Una victoria de Barnette podría otorgar a los demócratas un escaño en el Senado, lo que dificultaría mucho más el esfuerzo del Partido Republicano por retomar la cámara.

Más fundamentalmente, las primarias del martes podrían poner a prueba el compromiso de los votantes con los principios democráticos. Barnette corre aún más a la derecha que Oz y participó en la manifestación de enero de 2021 que se convirtió en una insurrección en el Capitolio de EE . UU .

Luego está Mastriano, quien también estaba fuera del Capitolio durante el ataque de la mafia y nombraría al principal funcionario electoral de Pensilvania si se convierte en gobernador. Se ha comprometido a dar el paso extraordinario de exigir a los votantes que se “registren de nuevo” para votar, aunque eso está prohibido por la Ley Nacional de Registro de Votantes y probablemente viole protecciones significativas bajo la ley federal y posiblemente estatal.

“Vamos a empezar todo de nuevo”, dijo Mastriano, quien ha prohibido a los reporteros asistir a sus eventos de campaña, en un debate reciente. Ha convertido las mentiras de Trump sobre el fraude electoral generalizado que le costó la presidencia en una pieza central de su campaña, e incluso ha sido citado por el comité de la Cámara de Representantes que investiga los disturbios en el Capitolio luego de sus esfuerzos por nombrar una lista de electores suplentes del Colegio Electoral a favor de Trump.

La apuesta más segura de Trump el martes podría ser Budd, quien ha superado un comienzo lento para emerger de 14 candidatos primarios republicanos, incluido el exgobernador Pat McCroy, como favorito en las primarias republicanas para el Senado de Carolina del Norte.

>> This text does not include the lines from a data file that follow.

//! Rendering resolved language definitions as Python source for
//! `robot.conf.Language` subclasses.

use std::io::Write;

use crate::{
    document::LanguageDef,
    error::Error,
    schema::{BddPrefix, HeaderGroup, SettingField},
};

/// The fixed import line every generated file starts with.
pub const PREAMBLE: &str = "from robot.conf import Language\n";

/// Quote a translated value as a single-quoted Python string literal.
///
/// Backslashes, quotes, and line breaks are escaped, so a translation
/// containing `'` or a YAML block-scalar newline still produces valid
/// generated source.
fn py_str(value: &str) -> String {
    let mut literal = String::with_capacity(value.len() + 2);
    literal.push('\'');
    for c in value.chars() {
        match c {
            '\\' => literal.push_str(r"\\"),
            '\'' => literal.push_str(r"\'"),
            '\n' => literal.push_str(r"\n"),
            '\r' => literal.push_str(r"\r"),
            _ => literal.push(c),
        }
    }
    literal.push('\'');
    literal
}

/// Format values as a Python list literal, preserving order.
fn py_list<'a, I>(values: I) -> String
where
    I: IntoIterator<Item = &'a str>,
{
    let items = values.into_iter().map(py_str).collect::<Vec<_>>().join(", ");
    format!("[{items}]")
}

/// Render one language definition as a Python class body.
///
/// The output is the class header, a doc string line, and one assignment
/// line per generated attribute: 6 headers, 24 settings, 5 BDD prefix
/// lists, and the two boolean literal lists.
pub fn render_class(def: &LanguageDef) -> String {
    let mut out = format!("class {}(Language):\n", def.class_name);
    out.push_str(&format!("    \"\"\"{}\"\"\"\n", def.doc));
    for group in HeaderGroup::ALL {
        out.push_str(&format!(
            "    {} = {}\n",
            group.attribute(),
            py_str(def.header(group))
        ));
    }
    for field in SettingField::ALL {
        out.push_str(&format!(
            "    {} = {}\n",
            field.attribute(),
            py_str(def.setting(field))
        ));
    }
    for prefix in BddPrefix::ALL {
        out.push_str(&format!(
            "    {} = {}\n",
            prefix.attribute(),
            py_list([def.bdd_prefix(prefix)])
        ));
    }
    out.push_str(&format!(
        "    true_strings = {}\n",
        py_list(def.true_strings.iter().map(String::as_str))
    ));
    out.push_str(&format!(
        "    false_strings = {}\n",
        py_list(def.false_strings.iter().map(String::as_str))
    ));
    out
}

/// Write the full generated module: the preamble, then each class preceded
/// by exactly one blank line, in the given order.
pub fn write_module<W: Write>(definitions: &[LanguageDef], mut writer: W) -> Result<(), Error> {
    let mut content = String::from(PREAMBLE);
    for def in definitions {
        content.push('\n');
        content.push_str(&render_class(def));
    }
    writer.write_all(content.as_bytes()).map_err(Error::Io)
}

“Trump es el factor más importante”, dijo David McLennan, profesor de ciencias políticas en Meredith College en la capital del estado de Raleigh, quien también señaló que otro grupo conservador, el Club Anti-Tax for Growth Action, ha pagado publicidad pro-Budd. . “El respaldo de Trump cambió el rumbo para él”.

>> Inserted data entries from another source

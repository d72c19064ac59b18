use std::path::PathBuf;
use std::process::exit;

use clap::Parser;
use clap::error::ErrorKind;
use langgen::convert_files;

/// Convert Robot Framework translations created at Crowdin to Python code.
#[derive(Parser, Debug)]
#[command(
    author,
    version,
    about,
    long_about = "Convert Robot Framework translations created at Crowdin to Python code.\n\n\
        Input files must be YAML exports from Crowdin, and the last path names\n\
        the Python file to generate. The generated file contains one language\n\
        class per input and can be used with Robot Framework like this:\n\n    \
        robot --language Lang.py tests.robot\n\n\
        To get a language added to Robot Framework itself, submit a pull request\n\
        adding the generated class to the `languages` module."
)]
struct Args {
    /// Input YAML files, followed by the output Python file.
    #[arg(required = true, num_args = 2.., value_name = "FILE")]
    files: Vec<PathBuf>,
}

fn main() {
    let args = match Args::try_parse() {
        Ok(args) => args,
        // Asking for help prints the usage documentation but still exits
        // with the usage status, like the original converter script did.
        Err(e) if e.kind() == ErrorKind::DisplayHelp => {
            print!("{e}");
            exit(2);
        }
        Err(e) => e.exit(),
    };

    // clap guarantees at least two paths; the trailing one is the output.
    let Some((output, inputs)) = args.files.split_last() else {
        exit(2);
    };

    if let Err(e) = convert_files(inputs, output) {
        eprintln!("Error: {}", e);
        exit(1);
    }
    println!("{}", output.display());
}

Si bien gran parte de la atención durante la fase inicial de la temporada de primarias se ha centrado en el control de Trump sobre el Partido Republicano, las contiendas también sirven como un referéndum sobre el liderazgo de Biden en el Partido Demócrata. En Pensilvania, el estado natal del presidente, el representante estadounidense Conor Lamb, un moderado al estilo de Biden, corre el riesgo de ser derrotado por Fetterman.

Conocido por su enorme estatura de 6 pies 8 pulgadas y sus tatuajes, y por defender causas que incluyen la atención médica universal, Fetterman ha atraído a muchos demócratas con una imagen de extraño, y eso podría mantenerse a pesar de su problema de salud.

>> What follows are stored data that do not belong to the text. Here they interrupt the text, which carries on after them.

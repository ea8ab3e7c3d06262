use std::io;
use std::path::PathBuf;

/// Errors raised while loading an artifact or running inference through it.
#[derive(Debug, thiserror::Error)]
pub enum ArtifactError {
    #[error("Failed to read {path:?}: {source}")]
    Io {
        path: PathBuf,
        #[source]
        source: io::Error,
    },
    #[error("Failed to parse {path:?}: {source}")]
    Parse {
        path: PathBuf,
        #[source]
        source: serde_json::Error,
    },
    #[error("Invalid {artifact} artifact: {reason}")]
    Invalid {
        artifact: &'static str,
        reason: String,
    },
    #[error("Invalid token pattern: {0}")]
    TokenPattern(#[from] regex::Error),
    #[error("X has {actual} features, but the classifier is expecting {expected} features as input")]
    FeatureMismatch { expected: usize, actual: usize },
    #[error("y contains previously unseen labels: [{0}]")]
    UnseenLabel(i64),
    #[error("Empty input batch")]
    EmptyBatch,
    #[error("The {0} returned no output")]
    NoOutput(&'static str),
}

impl ArtifactError {
    pub(crate) fn invalid(artifact: &'static str, reason: impl Into<String>) -> Self {
        Self::Invalid {
            artifact,
            reason: reason.into(),
        }
    }
}
use std::path::PathBuf;

use clap::Parser;

use crate::loader::{ArtifactPaths, DEFAULT_LABEL_ENCODER_FILE, DEFAULT_MODEL_FILE, DEFAULT_VECTORIZER_FILE};

/// Command line options. Every flag can also be set from the environment.
#[derive(Parser, Debug, Clone)]
#[command(author, version, about, long_about = None)]
pub struct Args {
    /// Address to bind
    #[arg(long, env = "CASE_CLASSIFIER_HOST", default_value = "0.0.0.0")]
    pub host: String,

    /// Port to listen on
    #[arg(short, long, env = "CASE_CLASSIFIER_PORT", default_value_t = 5000)]
    pub port: u16,

    /// Verbose logging, including every request
    #[arg(short, long, env = "CASE_CLASSIFIER_DEBUG")]
    pub debug: bool,

    /// Directory holding the artifact files
    #[arg(long, env = "CASE_CLASSIFIER_ARTIFACT_DIR", default_value = ".")]
    pub artifact_dir: PathBuf,

    /// Classifier artifact, relative to the artifact directory
    #[arg(long, env = "CASE_CLASSIFIER_MODEL_FILE", default_value = DEFAULT_MODEL_FILE)]
    pub model_file: PathBuf,

    /// Vectorizer artifact, relative to the artifact directory
    #[arg(long, env = "CASE_CLASSIFIER_VECTORIZER_FILE", default_value = DEFAULT_VECTORIZER_FILE)]
    pub vectorizer_file: PathBuf,

    /// Label encoder artifact, relative to the artifact directory
    #[arg(long, env = "CASE_CLASSIFIER_LABEL_ENCODER_FILE", default_value = DEFAULT_LABEL_ENCODER_FILE)]
    pub label_encoder_file: PathBuf,
}

/// Settings the server needs at startup.
#[derive(Debug, Clone, PartialEq, Eq)]
pub struct ServerConfig {
    pub host: String,
    pub port: u16,
    pub debug: bool,
    pub artifacts: ArtifactPaths,
}

impl Default for ServerConfig {
    fn default() -> Self {
        Self {
            host: "0.0.0.0".to_string(),
            port: 5000,
            debug: false,
            artifacts: ArtifactPaths::default(),
        }
    }
}

impl ServerConfig {
    pub fn bind_address(&self) -> String {
        format!("{}:{}", self.host, self.port)
    }

    /// Default log filter, used when `RUST_LOG` is unset.
    pub fn log_filter(&self) -> &'static str {
        if self.debug {
            "debug"
        } else {
            "info"
        }
    }
}

impl From<Args> for ServerConfig {
    fn from(args: Args) -> Self {
        let dir = args.artifact_dir;
        Self {
            host: args.host,
            port: args.port,
            debug: args.debug,
            artifacts: ArtifactPaths {
                classifier: dir.join(args.model_file),
                vectorizer: dir.join(args.vectorizer_file),
                label_encoder: dir.join(args.label_encoder_file),
            },
        }
    }
}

Otra carrera que pone a prueba el atractivo nacional de Biden con los votantes de las primarias demócratas se produce en Oregón. Ahí es donde el presidente usó su primer respaldo de la temporada intermedia para respaldar al actual representante demócrata Kurt Schrader contra el retador progresista Jamie McLeod-Skinner.

Pero la influencia de Trump en las primarias republicanas se extiende mucho más.

En Idaho, la vicegobernadora Janice McGeachin, respaldada por Trump, está intentando derrocar al gobernador republicano Brad Little. McGeachin emitió órdenes ejecutivas que prohibían los mandatos de máscara durante el apogeo de la pandemia cuando Little estaba fuera del estado.

El apoyo del expresidente también puede cambiar la carrera del representante estadounidense Madison Cawthorn para mantener su escaño en Carolina del Norte a pesar de los errores recientes y los esfuerzos del novato político Bo Hines por ganar la nominación de la Cámara para un escaño que represente un distrito que cubre partes de Raleigh y puntos del sur.

El martes incluso presenta a un legislador de Kentucky que busca la reelección y que se benefició de una revocación de Trump. El expresidente ahora elogia como un «defensor de primera línea de la Constitución» al representante republicano de EE. UU. Thomas Massie, solo dos años después de que sugirió que el republicano debería ser destituido del Partido Republicano por oponerse a $ 2 billones en fondos de ayuda COVID-19.